Then Gerry Conway took over. Then came Amazing Spider-Man #121-122, which single-handedly redefined the way that Spider-Man, and possibly that comics as a whole, was going to work. Some even call it the story that ended the Silver Age. For those who may be unfamiliar with it...Norman Osborn, who has been cured of his tendency to dress up as the Green Goblin and commit crimes, suffers a relapse. He remembers Spider-Man's secret identity, and kidnaps Gwen Stacy to force a confrontation on top of a bridge. So far, pretty standard stuff for a Spidey comic. You can just hear the reader asking, "Uh-oh, how's Spidey going to get out of this one?" Spidey shows up, they fight, Gwen gets knocked off the bridge, and Spidey catches her with a web at the last second...and two pages before the end of the issue. Pretty standard stuff.
Except that when he reels her in, he finds that the web wasn't elastic enough. He'd stopped Gwen's fall, but she's dead anyway. The issue ends, alright. It ends with Spider-Man cradling his dead girlfriend's body and shouting at the Goblin, "You killed the woman I love--and for that, you're going to die!"
And in the next issue, that's exactly what happens. Sure, Peter doesn't do the deed himself. He's no murderer, and he recognizes that. But nonetheless, by the end of 'The Goblin's Last Stand', Norman Osborn is fatally impaled on his own goblin glider, dead on-panel so that there can be no last-minute rescue or cheat. (Except that there was, some twenty years later, but we'll save that for another long, angry day.) Two characters died, permanently and inescapably, and the storytelling engine of Spider-Man was changed forever.
Not just in the practical sense of "Who will be Peter's new girlfriend?" (MJ), and "Who will be Peter's new arch-foe?" (Harry). It changed because the notion of change became integral to the story of Spider-Man. For the first time since the heady early days of Lee and Ditko, permanent change became a part of the expectations of Spider-Man's audience, and people read the series not just to see what the story was, but what it would mean to the status quo of the series. "Life-changing" became a selling-point, a way to bind the audience more tightly to the book. After all, who would want to miss an issue when it could turn out to be the issue where Peter's life changed forever?
And so Conway continued to change things. Not much, by today's standards: Peter moving to a new apartment, finding feelings for Mary Jane, having to deal with Harry's nervous breakdown and decision to become the new Green Goblin...these were changes, but for every big event like this, you got a lot of stories that aspired to be nothing more than entertaining Spider-Man tales. (Or changes that seemed to promise big changes, but in the end returned to the status quo, like the infamous "marriage of Aunt May and Doctor Octopus." Sure, it fell through, but fans at the time had to wonder. After all, if they'd killed Gwen, surely they could do anything?)
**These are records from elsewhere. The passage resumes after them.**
#[tokio::test]
async fn write_requires_matching_approval_token() {
    let policy = Policy {
        writes: WritePolicy {
            mode: WriteGateMode::RequireApproval,
            approval_token_env: Some("WRITE_TOK".to_string()),
            approval_hook: None,
        },
        ..Policy::default()
    };
    let fx = fixture(policy, Some("s3cr3t")).await;

    let denied = fx
        .dispatch(
            "write_records",
            json!({
                "connector_id": "csv-users",
                "records": [{"name": "Z"}],
                "approval_token": "wrong",
            }),
        )
        .await;
    assert!(denied.is_error);
    let message = denied.payload["error"]["message"].as_str().unwrap();
    assert!(message.contains("approval"));

    let approved = fx
        .dispatch(
            "write_records",
            json!({
                "connector_id": "csv-users",
                "records": [{"name": "Z"}],
                "approval_token": "s3cr3t",
            }),
        )
        .await;
    assert!(!approved.is_error, "unexpected error: {:?}", approved.payload);
    assert_eq!(approved.payload["write"]["success"], json!(1));

    // The allow decision records the token approval path.
    let text = fs::read_dir(fx.policy_audit_dir())
        .unwrap()
        .flatten()
        .map(|entry| fs::read_to_string(entry.path()).unwrap())
        .collect::<String>();
    assert!(text.contains("\"write_approved_by\":\"token\""));
}

#[tokio::test]
async fn denied_tools_return_reason_and_are_audited() {
    let policy = Policy {
        deny_tools: vec!["write_records".to_string()],
        ..Policy::default()
    };
    let fx = fixture(policy, None).await;
    let response = fx
        .dispatch(
            "write_records",
            json!({"connector_id": "csv-users", "records": [{"name": "Z"}]}),
        )
        .await;
    assert!(response.is_error);
    assert_eq!(response.payload["error"]["kind"], json!("PERMISSION_DENIED"));
    let reason = response.payload["error"]["message"].as_str().unwrap();
    assert!(!reason.is_empty());
    let ids = audited_decision_ids(&fx.policy_audit_dir());
    assert!(ids.contains(&response.policy_decision_id.as_str().to_string()));
}

#[tokio::test]
async fn csv_formula_write_is_sanitized_on_disk() {
    let fx = fixture(Policy::default(), None).await;
    let response = fx
        .dispatch(
            "write_records",
            json!({"connector_id": "csv-users", "records": [{"name": "=2+2"}]}),
        )
        .await;
    assert!(!response.is_error);

    let on_disk = fs::read_to_string(fx.dir.path().join("users.csv")).unwrap();
    assert!(on_disk.contains("'=2+2"));
    for line in on_disk.lines().skip(1) {
        assert!(!line.starts_with('='));
    }
}
// crates/datatrust-config/src/env_subst.rs
// ============================================================================
// Module: Environment Substitution
// Description: Expand ${NAME} and ${NAME:-default} in configuration strings.
// Purpose: Keep secrets out of configuration files.
// Dependencies: toml
// ============================================================================

//! ## Overview
//! Substitution runs over every string value of the parsed document before
//! deserialization. `${NAME}` expands to the environment variable's value
//! and fails fast when it is unset; `${NAME:-default}` falls back to the
//! literal default. `$${` escapes a literal `${`.

// ============================================================================
// SECTION: Imports
// ============================================================================

use crate::ConfigError;

// ============================================================================
// SECTION: Substitution
// ============================================================================

/// Expands substitutions in every string value of a TOML document.
///
/// # Errors
///
/// Returns [`ConfigError::MissingEnvVar`] for `${NAME}` references whose
/// variable is unset and [`ConfigError::Invalid`] for unterminated
/// references.
pub fn substitute_document(value: &mut toml::Value) -> Result<(), ConfigError> {
    match value {
        toml::Value::String(text) => {
            *text = substitute_string(text)?;
            Ok(())
        }
        toml::Value::Array(items) => {
            for item in items {
                substitute_document(item)?;
            }
            Ok(())
        }
        toml::Value::Table(table) => {
            for (_, item) in table.iter_mut() {
                substitute_document(item)?;
            }
            Ok(())
        }
        _ => Ok(()),
    }
}

/// Expands substitutions in one string.
///
/// # Errors
///
/// Returns [`ConfigError`] for missing variables or unterminated references.
pub fn substitute_string(input: &str) -> Result<String, ConfigError> {
    let mut output = String::with_capacity(input.len());
    let mut chars = input.char_indices().peekable();
    while let Some((index, ch)) = chars.next() {
        if ch == '$' {
            match chars.peek() {
                Some((_, '$')) => {
                    chars.next();
                    output.push('$');
                    continue;
                }
                Some((_, '{')) => {
                    chars.next();
                    let start = index;
                    let mut reference = String::new();
                    let mut closed = false;
                    for (_, inner) in chars.by_ref() {
                        if inner == '}' {
                            closed = true;
                            break;
                        }
                        reference.push(inner);
                    }
                    if !closed {
                        return Err(ConfigError::Invalid(format!(
                            "unterminated substitution starting at byte {start}"
                        )));
                    }
                    output.push_str(&resolve(&reference)?);
                    continue;
                }
                _ => {}
            }
        }
        output.push(ch);
    }
    Ok(output)
}

/// Resolves one `NAME` or `NAME:-default` reference.
fn resolve(reference: &str) -> Result<String, ConfigError> {
    let (name, default) = reference
        .split_once(":-")
        .map_or((reference, None), |(name, default)| (name, Some(default)));
    if name.is_empty() {
        return Err(ConfigError::Invalid("empty environment variable reference".to_string()));
    }
    match std::env::var(name) {
        Ok(value) => Ok(value),
        Err(_) => default.map(str::to_string).ok_or_else(|| ConfigError::MissingEnvVar {
            name: name.to_string(),
        }),
    }
}

// ============================================================================
// SECTION: Tests
// ============================================================================

#[cfg(test)]
mod tests {
    #![allow(clippy::unwrap_used, clippy::panic, reason = "Test-only assertions.")]

    use super::substitute_string;
    use crate::ConfigError;

    #[test]
    fn expands_set_variables_and_defaults() {
        // PATH is present in every supported environment.
        let path = std::env::var("PATH").unwrap();
        assert_eq!(substitute_string("${PATH}").unwrap(), path);
        assert_eq!(
            substitute_string("${DATATRUST_TEST_SUBST_MISSING:-fallback}").unwrap(),
            "fallback"
        );
        assert_eq!(
            substitute_string("prefix-${PATH}-suffix").unwrap(),
            format!("prefix-{path}-suffix")
        );
    }

    #[test]
    fn missing_variable_fails_fast() {
        let err = substitute_string("${DATATRUST_TEST_SUBST_ABSENT}").unwrap_err();
        assert!(matches!(err, ConfigError::MissingEnvVar { .. }));
    }

    #[test]
    fn dollar_dollar_escapes_literal_braces() {
        assert_eq!(substitute_string("$${NOT_A_VAR}").unwrap(), "${NOT_A_VAR}");
        assert_eq!(substitute_string("price $5").unwrap(), "price $5");
    }

    #[test]
    fn unterminated_reference_is_invalid() {
        assert!(substitute_string("${OOPS").is_err());
    }
}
But in these later stories, you can see the roots of modern "event-driven" comics. Comic book writers had always had to manage their desire for artistic fulfillment against the desire not to tamper with a working formula. But after the death of Gwen Stacy, they had a new factor to balance in: The desire for the readers to see change. This third factor tipped the balance against the "status quo", and has arguably resulted in some of the most problematic decisions in the comic book industry. (The infamous "Clone Saga" of the 1990s leaps to mind.)
And by deciding to make changes to his storytelling engine periodically, Conway had just opened another can of worms. Because it was during this period that Spider-Man pulled off a major comics coup--he'd gotten a second title. In part three, we'll look at that second title, and how different writers balanced the need to have a storytelling engine with the need to keep continuity with 'Amazing'.
- Posted on May 8, 2007 @ 05:05 AM






13 Comments
T.
May 8, 2007 at 8:12 am
I realize a problem with a lot of comics fans when examining things in retrospect...when something had a monumental effect, especially when they experienced it firsthand, they think that the majorness of the event makes it incredibly good. While I do agree that the Gwen Stacy death is major, I think it was not good. Rather, it was a horrible misstep. Maybe as an isolated story it was touching, memorable and well-written, but for the ongoing open-ended title it sucked a lot of the innocence and charm out of the title and created a specter of depression that never fully left. Lee/Ditko/ROmita had a perfect balance of black humor, mirth, depression and hope, and Gwen's death (and to a lesser degree George Stacy's) tipped the scales in the direction of depressing.
And it's flawed on many levels. Spider-Man fights crime because his inaction led to his family member's death, a death that would have happened regardless of whether he was Spider-Man. With George and Gwen Stacy, his being Spider-Man now has directly lead to the death of two loved ones, two deaths that ONLY HAPPENED BECAUSE OF SPIDER-MAN'S EXISTENCE! Think about this...now Spider-Man has officially done more harm to his loved ones that it has done to help them.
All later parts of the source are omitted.